Data excerpts:
------------

//! B+ tree index for QuillDB
//!
//! A persistent B+ tree mapping 32-bit primary keys to lists of record
//! offsets in the table's data file. Leaves hold offset lists so that a
//! rewrite pass can tolerate duplicate keys, even though INSERT refuses
//! to create them. The tree has no in-place delete or update; the table
//! store rebuilds it from the data file instead.

use crate::error::{Error, Result};
use serde::{Deserialize, Serialize};
use std::fs;
use std::path::{Path, PathBuf};

const ORDER: usize = 4;

/// B+ tree node
#[derive(Debug, Clone, Serialize, Deserialize)]
enum Node {
    /// Internal node with keys and child pointers
    Internal {
        keys: Vec<i32>,
        children: Vec<Box<Node>>,
    },
    /// Leaf node with keys and, per key, the offsets mapped to it
    Leaf {
        keys: Vec<i32>,
        offsets: Vec<Vec<u32>>,
    },
}

/// Primary-key index over one table's data file.
///
/// The whole tree is serialized to its file on `save`; `open` on that
/// file yields an equivalent map.
#[derive(Debug, Serialize, Deserialize)]
pub struct BPlusTree {
    /// Root node
    root: Option<Box<Node>>,
    /// Number of key-to-offset mappings
    entries: usize,
    /// Backing file
    #[serde(skip)]
    path: PathBuf,
}

impl BPlusTree {
    /// Create a new empty tree backed by `path`. Nothing touches disk
    /// until `save`.
    pub fn new(path: impl Into<PathBuf>) -> Self {
        Self {
            root: None,
            entries: 0,
            path: path.into(),
        }
    }

    /// Load the tree from its file, or initialize empty if the file is
    /// absent.
    pub fn open(path: impl Into<PathBuf>) -> Result<Self> {
        let path = path.into();
        if !path.exists() {
            return Ok(Self::new(path));
        }
        let bytes = fs::read(&path)?;
        let (mut tree, _) =
            bincode::serde::decode_from_slice::<BPlusTree, _>(&bytes, bincode::config::standard())
                .map_err(|e| Error::CorruptIndex(e.to_string()))?;
        tree.path = path;
        Ok(tree)
    }

    /// Flush the tree to its file.
    pub fn save(&self) -> Result<()> {
        self.save_to(&self.path)
    }

    /// Flush the tree to an arbitrary path (used by the rebuild swap).
    pub fn save_to(&self, path: &Path) -> Result<()> {
        if let Some(parent) = path.parent() {
            fs::create_dir_all(parent)?;
        }
        let bytes = bincode::serde::encode_to_vec(self, bincode::config::standard())
            .map_err(|e| Error::CorruptIndex(e.to_string()))?;
        fs::write(path, bytes)?;
        Ok(())
    }

    /// The backing file path.
    pub fn path(&self) -> &Path {
        &self.path
    }

    /// Add a key-to-offset mapping. An existing key gains another offset
    /// rather than a second leaf slot.
    pub fn insert(&mut self, key: i32, offset: u32) {
        let Some(mut root) = self.root.take() else {
            self.root = Some(Box::new(Node::Leaf {
                keys: vec![key],
                offsets: vec![vec![offset]],
            }));
            self.entries = 1;
            return;
        };

        if let Some((split, mid_key)) = insert_recursive(&mut root, key, offset) {
            // Root split, grow a new root above it
            self.root = Some(Box::new(Node::Internal {
                keys: vec![mid_key],
                children: vec![root, split],
            }));
        } else {
            self.root = Some(root);
        }
        self.entries += 1;
    }

    /// Look up the offsets mapped to `key`; empty when absent.
    pub fn search(&self, key: i32) -> Vec<u32> {
        let mut node = match &self.root {
            Some(root) => root.as_ref(),
            None => return Vec::new(),
        };
        loop {
            match node {
                Node::Leaf { keys, offsets } => {
                    return match keys.binary_search(&key) {
                        Ok(pos) => offsets[pos].clone(),
                        Err(_) => Vec::new(),
                    };
                }
                Node::Internal { keys, children } => {
                    let pos = match keys.binary_search(&key) {
                        Ok(p) => p + 1,
                        Err(p) => p,
                    };
                    node = &children[pos];
                }
            }
        }
    }

    /// Check whether `key` is present
    pub fn contains(&self, key: i32) -> bool {
        !self.search(key).is_empty()
    }

    /// All keys in ascending order.
    pub fn keys(&self) -> Vec<i32> {
        let mut out = Vec::with_capacity(self.entries);
        if let Some(root) = &self.root {
            collect_keys(root, &mut out);
        }
        out
    }

    /// Number of key-to-offset mappings in the tree
    pub fn len(&self) -> usize {
        self.entries
    }

    pub fn is_empty(&self) -> bool {
        self.entries == 0
    }
}

fn insert_recursive(node: &mut Node, key: i32, offset: u32) -> Option<(Box<Node>, i32)> {
    match node {
        Node::Leaf { keys, offsets } => {
            match keys.binary_search(&key) {
                Ok(pos) => {
                    offsets[pos].push(offset);
                    return None;
                }
                Err(pos) => {
                    keys.insert(pos, key);
                    offsets.insert(pos, vec![offset]);
                }
            }

            if keys.len() > ORDER {
                let mid = keys.len() / 2;
                let split_keys = keys.split_off(mid);
                let split_offsets = offsets.split_off(mid);
                let mid_key = split_keys[0];
                return Some((
                    Box::new(Node::Leaf {
                        keys: split_keys,
                        offsets: split_offsets,
                    }),
                    mid_key,
                ));
            }
            None
        }
        Node::Internal { keys, children } => {
            let pos = match keys.binary_search(&key) {
                Ok(p) => p + 1,
                Err(p) => p,
            };
            if let Some((split, mid_key)) = insert_recursive(&mut children[pos], key, offset) {
                keys.insert(pos, mid_key);
                children.insert(pos + 1, split);

                if keys.len() > ORDER {
                    let mid = keys.len() / 2;
                    let mid_key = keys[mid];
                    let split_keys = keys.split_off(mid + 1);
                    keys.pop(); // mid_key moves up, not right
                    let split_children = children.split_off(mid + 1);
                    return Some((
                        Box::new(Node::Internal {
                            keys: split_keys,
                            children: split_children,
                        }),
                        mid_key,
                    ));
                }
            }
            None
        }
    }
}

fn collect_keys(node: &Node, out: &mut Vec<i32>) {
    match node {
        Node::Leaf { keys, .. } => out.extend_from_slice(keys),
        Node::Internal { children, .. } => {
            for child in children {
                collect_keys(child, out);
            }
        }
    }
}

------------

> Task description
What is needed is a word-for-word copy of all the entries.

> Exercise response
//! B+ tree index for QuillDB
//!
//! A persistent B+ tree mapping 32-bit primary keys to lists of record
//! offsets in the table's data file. Leaves hold offset lists so that a
//! rewrite pass can tolerate duplicate keys, even though INSERT refuses
//! to create them. The tree has no in-place delete or update; the table
//! store rebuilds it from the data file instead.

use crate::error::{Error, Result};
use serde::{Deserialize, Serialize};
use std::fs;
use std::path::{Path, PathBuf};

const ORDER: usize = 4;

/// B+ tree node
#[derive(Debug, Clone, Serialize, Deserialize)]
enum Node {
    /// Internal node with keys and child pointers
    Internal {
        keys: Vec<i32>,
        children: Vec<Box<Node>>,
    },
    /// Leaf node with keys and, per key, the offsets mapped to it
    Leaf {
        keys: Vec<i32>,
        offsets: Vec<Vec<u32>>,
    },
}

/// Primary-key index over one table's data file.
///
/// The whole tree is serialized to its file on `save`; `open` on that
/// file yields an equivalent map.
#[derive(Debug, Serialize, Deserialize)]
pub struct BPlusTree {
    /// Root node
    root: Option<Box<Node>>,
    /// Number of key-to-offset mappings
    entries: usize,
    /// Backing file
    #[serde(skip)]
    path: PathBuf,
}

impl BPlusTree {
    /// Create a new empty tree backed by `path`. Nothing touches disk
    /// until `save`.
    pub fn new(path: impl Into<PathBuf>) -> Self {
        Self {
            root: None,
            entries: 0,
            path: path.into(),
        }
    }

    /// Load the tree from its file, or initialize empty if the file is
    /// absent.
    pub fn open(path: impl Into<PathBuf>) -> Result<Self> {
        let path = path.into();
        if !path.exists() {
            return Ok(Self::new(path));
        }
        let bytes = fs::read(&path)?;
        let (mut tree, _) =
            bincode::serde::decode_from_slice::<BPlusTree, _>(&bytes, bincode::config::standard())
                .map_err(|e| Error::CorruptIndex(e.to_string()))?;
        tree.path = path;
        Ok(tree)
    }

    /// Flush the tree to its file.
    pub fn save(&self) -> Result<()> {
        self.save_to(&self.path)
    }

    /// Flush the tree to an arbitrary path (used by the rebuild swap).
    pub fn save_to(&self, path: &Path) -> Result<()> {
        if let Some(parent) = path.parent() {
            fs::create_dir_all(parent)?;
        }
        let bytes = bincode::serde::encode_to_vec(self, bincode::config::standard())
            .map_err(|e| Error::CorruptIndex(e.to_string()))?;
        fs::write(path, bytes)?;
        Ok(())
    }

    /// The backing file path.
    pub fn path(&self) -> &Path {
        &self.path
    }

    /// Add a key-to-offset mapping. An existing key gains another offset
    /// rather than a second leaf slot.
    pub fn insert(&mut self, key: i32, offset: u32) {
        let Some(mut root) = self.root.take() else {
            self.root = Some(Box::new(Node::Leaf {
                keys: vec![key],
                offsets: vec![vec![offset]],
            }));
            self.entries = 1;
            return;
        };

        if let Some((split, mid_key)) = insert_recursive(&mut root, key, offset) {
            // Root split, grow a new root above it
            self.root = Some(Box::new(Node::Internal {
                keys: vec![mid_key],
                children: vec![root, split],
            }));
        } else {
            self.root = Some(root);
        }
        self.entries += 1;
    }

    /// Look up the offsets mapped to `key`; empty when absent.
    pub fn search(&self, key: i32) -> Vec<u32> {
        let mut node = match &self.root {
            Some(root) => root.as_ref(),
            None => return Vec::new(),
        };
        loop {
            match node {
                Node::Leaf { keys, offsets } => {
                    return match keys.binary_search(&key) {
                        Ok(pos) => offsets[pos].clone(),
                        Err(_) => Vec::new(),
                    };
                }
                Node::Internal { keys, children } => {
                    let pos = match keys.binary_search(&key) {
                        Ok(p) => p + 1,
                        Err(p) => p,
                    };
                    node = &children[pos];
                }
            }
        }
    }

    /// Check whether `key` is present
    pub fn contains(&self, key: i32) -> bool {
        !self.search(key).is_empty()
    }

    /// All keys in ascending order.
    pub fn keys(&self) -> Vec<i32> {
        let mut out = Vec::with_capacity(self.entries);
        if let Some(root) = &self.root {
            collect_keys(root, &mut out);
        }
        out
    }

    /// Number of key-to-offset mappings in the tree
    pub fn len(&self) -> usize {
        self.entries
    }

    pub fn is_empty(&self) -> bool {
        self.entries == 0
    }
}

fn insert_recursive(node: &mut Node, key: i32, offset: u32) -> Option<(Box<Node>, i32)> {
    match node {
        Node::Leaf { keys, offsets } => {
            match keys.binary_search(&key) {
                Ok(pos) => {
                    offsets[pos].push(offset);
                    return None;
                }
                Err(pos) => {
                    keys.insert(pos, key);
                    offsets.insert(pos, vec![offset]);
                }
            }

            if keys.len() > ORDER {
                let mid = keys.len() / 2;
                let split_keys = keys.split_off(mid);
                let split_offsets = offsets.split_off(mid);
                let mid_key = split_keys[0];
                return Some((
                    Box::new(Node::Leaf {
                        keys: split_keys,
                        offsets: split_offsets,
                    }),
                    mid_key,
                ));
            }
            None
        }
        Node::Internal { keys, children } => {
            let pos = match keys.binary_search(&key) {
                Ok(p) => p + 1,
                Err(p) => p,
            };
            if let Some((split, mid_key)) = insert_recursive(&mut children[pos], key, offset) {
                keys.insert(pos, mid_key);
                children.insert(pos + 1, split);

                if keys.len() > ORDER {
                    let mid = keys.len() / 2;
                    let mid_key = keys[mid];
                    let split_keys = keys.split_off(mid + 1);
                    keys.pop(); // mid_key moves up, not right
                    let split_children = children.split_off(mid + 1);
                    return Some((
                        Box::new(Node::Internal {
                            keys: split_keys,
                            children: split_children,
                        }),
                        mid_key,
                    ));
                }
            }
            None
        }
    }
}

fn collect_keys(node: &Node, out: &mut Vec<i32>) {
    match node {
        Node::Leaf { keys, .. } => out.extend_from_slice(keys),
        Node::Internal { children, .. } => {
            for child in children {
                collect_keys(child, out);
            }
        }
    }
}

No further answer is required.